Currently, Waste Concern produces 7,500 tons of compost in Dhaka and 8,087 tons in other parts of Bangladesh each year. Furthermore, the technology used for composting can treat 30,000–35,000 tons of waste per year and reduces carbon emission by 20,000 tons of carbon dioxide per year. The project creates better paid and more hygiene jobs and hence, reduces the unemployment rate in Bangladesh. The project also provides organic alternative to fertilizers in a country where there are so few non-chemical ones. In addition, Waste Concern helps to save the environment through the promotion of recycling activities in the country.

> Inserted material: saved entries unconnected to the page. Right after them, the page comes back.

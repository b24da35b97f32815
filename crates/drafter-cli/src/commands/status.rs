use std::collections::{HashMap, HashSet};
use std::sync::Arc;

use clap::Args;
use comfy_table::{Cell, Color, Table};

use drafter_core::models::file::FileId;
use drafter_db::ops;
use drafter_locks::{LockConfig, LockManager, StaticDirectory};
use drafter_vcs::{BranchService, DirtySetOptions, SyncService};

use super::{Context, ScopeArgs};

#[derive(Args)]
pub struct StatusArgs {
    #[command(flatten)]
    scope: ScopeArgs,
}

pub async fn run(args: StatusArgs) -> anyhow::Result<()> {
    let ctx = Context::open()?;
    let project_id = ctx.project_id(args.scope.project)?;

    let branches = BranchService::new(ctx.db.clone());
    let sync = SyncService::new(ctx.db.clone());
    let locks = LockManager::new(
        ctx.db.clone(),
        LockConfig::from_config(&ctx.config),
        Arc::new(StaticDirectory::new()),
    );

    let main = match branches.main_branch(&project_id).await? {
        Some(b) => b,
        None => {
            println!("Project {} has no main branch. Run `drafter project init`.", project_id);
            return Ok(());
        }
    };

    let dirty = sync
        .uncommitted_ids(&project_id, DirtySetOptions::default())
        .await?;
    let dirty_files: HashSet<&FileId> = dirty.file_ids.iter().collect();

    let held: HashMap<FileId, String> = locks
        .project_locks(&project_id)
        .await?
        .into_iter()
        .map(|pl| (pl.lock.file_id.clone(), pl.holder_name))
        .collect();

    let files = {
        let conn = ctx.db.conn().await;
        ops::list_branch_files(&conn, &main.id, false)?
    };

    let mut table = Table::new();
    table.set_header(vec!["FILE", "KIND", "STATE", "LOCKED BY", "UPDATED"]);
    for file in &files {
        let (state, color) = if dirty_files.contains(&file.id) {
            ("modified", Color::Yellow)
        } else {
            ("clean", Color::Green)
        };
        table.add_row(vec![
            Cell::new(&file.name),
            Cell::new(file.kind.to_string()),
            Cell::new(state).fg(color),
            Cell::new(held.get(&file.id).map(String::as_str).unwrap_or("—")),
            Cell::new(file.updated_at.format("%Y-%m-%d %H:%M").to_string()),
        ]);
    }
    println!("{table}");

    let sync_line = match sync.sync_status(&project_id).await? {
        Some(0) => "in sync with remote".to_string(),
        Some(n) => format!("{n} commit(s) ahead of last push"),
        None => "no remote tracking".to_string(),
    };
    println!(
        "Summary: {} modified file(s) | {} folder(s) touched | {} lock(s) held | {}",
        dirty.file_ids.len(),
        dirty.folder_ids.len(),
        held.len(),
        sync_line
    );

    Ok(())
}
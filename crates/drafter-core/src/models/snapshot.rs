use chrono::{DateTime, Utc};
use serde::{Deserialize, Serialize};
use uuid::Uuid;

use super::branch::BranchId;
use super::commit::CommitId;
use super::file::{FileId, FileKind, FolderId};

/// Unique identifier for a file snapshot.
#[derive(Debug, Clone, PartialEq, Eq, Hash, Serialize, Deserialize)]
pub struct SnapshotId(pub Uuid);

impl SnapshotId {
    pub fn new() -> Self {
        Self(Uuid::now_v7())
    }

    pub fn from_uuid(id: Uuid) -> Self {
        Self(id)
    }
}

impl std::fmt::Display for SnapshotId {
    fn fmt(&self, f: &mut std::fmt::Formatter<'_>) -> std::fmt::Result {
        write!(f, "{}", self.0)
    }
}

/// How a snapshot relates to the parent commit's file set.
#[derive(Debug, Clone, Copy, PartialEq, Eq, Serialize, Deserialize)]
#[serde(rename_all = "snake_case")]
pub enum ChangeType {
    Added,
    Modified,
    Deleted,
}

impl std::fmt::Display for ChangeType {
    fn fmt(&self, f: &mut std::fmt::Formatter<'_>) -> std::fmt::Result {
        match self {
            ChangeType::Added => write!(f, "added"),
            ChangeType::Modified => write!(f, "modified"),
            ChangeType::Deleted => write!(f, "deleted"),
        }
    }
}

impl std::str::FromStr for ChangeType {
    type Err = String;

    fn from_str(s: &str) -> Result<Self, Self::Err> {
        match s {
            "added" => Ok(ChangeType::Added),
            "modified" => Ok(ChangeType::Modified),
            "deleted" => Ok(ChangeType::Deleted),
            _ => Err(format!("unknown change type: {s}")),
        }
    }
}

/// One file's state within a commit.
///
/// A commit's snapshot set is its complete file listing: every live file
/// gets a row with full content, and `deleted` rows (NULL content and hash)
/// record files the parent commit had that are gone now.
#[derive(Debug, Clone, Serialize, Deserialize)]
pub struct FileSnapshot {
    pub id: SnapshotId,
    pub commit_id: CommitId,
    /// Worktree file this snapshot was taken from. Informational; diffs key
    /// on path and kind, not on this id.
    pub working_file_id: FileId,
    pub folder_id: Option<FolderId>,
    pub name: String,
    pub kind: FileKind,
    pub content: Option<String>,
    pub content_hash: Option<String>,
    pub change_type: ChangeType,
}

/// Unique identifier for a pending-change row.
#[derive(Debug, Clone, PartialEq, Eq, Hash, Serialize, Deserialize)]
pub struct PendingChangeId(pub Uuid);

impl PendingChangeId {
    pub fn new() -> Self {
        Self(Uuid::now_v7())
    }

    pub fn from_uuid(id: Uuid) -> Self {
        Self(id)
    }
}

impl std::fmt::Display for PendingChangeId {
    fn fmt(&self, f: &mut std::fmt::Formatter<'_>) -> std::fmt::Result {
        write!(f, "{}", self.0)
    }
}

/// What a journal entry records about an edit.
#[derive(Debug, Clone, Copy, PartialEq, Eq, Serialize, Deserialize)]
#[serde(rename_all = "snake_case")]
pub enum PendingChangeKind {
    Create,
    Update,
    Delete,
}

impl std::fmt::Display for PendingChangeKind {
    fn fmt(&self, f: &mut std::fmt::Formatter<'_>) -> std::fmt::Result {
        match self {
            PendingChangeKind::Create => write!(f, "create"),
            PendingChangeKind::Update => write!(f, "update"),
            PendingChangeKind::Delete => write!(f, "delete"),
        }
    }
}

impl std::str::FromStr for PendingChangeKind {
    type Err = String;

    fn from_str(s: &str) -> Result<Self, Self::Err> {
        match s {
            "create" => Ok(PendingChangeKind::Create),
            "update" => Ok(PendingChangeKind::Update),
            "delete" => Ok(PendingChangeKind::Delete),
            _ => Err(format!("unknown pending change kind: {s}")),
        }
    }
}

/// Append-only journal row written alongside every tracked edit.
///
/// Dirty detection never reads this table; it exists for operators asking
/// "what happened on this branch since the last commit".
#[derive(Debug, Clone, Serialize, Deserialize)]
pub struct PendingChange {
    pub id: PendingChangeId,
    pub branch_id: BranchId,
    pub working_file_id: FileId,
    pub change_type: PendingChangeKind,
    pub previous_content_hash: Option<String>,
    pub new_content_hash: Option<String>,
    pub created_at: DateTime<Utc>,
}

impl PendingChange {
    pub fn new(
        branch_id: BranchId,
        working_file_id: FileId,
        change_type: PendingChangeKind,
        previous_content_hash: Option<String>,
        new_content_hash: Option<String>,
    ) -> Self {
        Self {
            id: PendingChangeId::new(),
            branch_id,
            working_file_id,
            change_type,
            previous_content_hash,
            new_content_hash,
            created_at: Utc::now(),
        }
    }
}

Furthermore, there is increased revenue generation through carbon co-financing and Clean Development Mechanism (CDM), which launched under the Kyoto Protocol, will create the world's first carbon trading based composting project.

==Problems==

===Corrosion===

During the composting process, both sides of the composting barrel show signs of corrosion after a certain operating time due to the acids produced during the process of decomposition. Although the barrel is painted with anticorrosive paint, it could not withstand the intensity of the acids and hence, undergoes corrosive over time.

===Working conditions===
There have been concerns over the working conditions of the workers. The high chance of getting infections and diseases due to the high concentration of pathogenic micro-organisms coupled with the high risk of injuries and infections caused by objects such as fragments of broken glass, syringes, metallic and other rough objects contribute to undesirable working conditions. Although safety equipments have been given to the workers, they do not wear them all the time and hence, this contributes to higher risk of getting health ailments while working. Furthermore, there have been concerns over the water supply, which is in close distance to the composting piles. This leads to contamination and problems of workers using the contaminated water for personal use.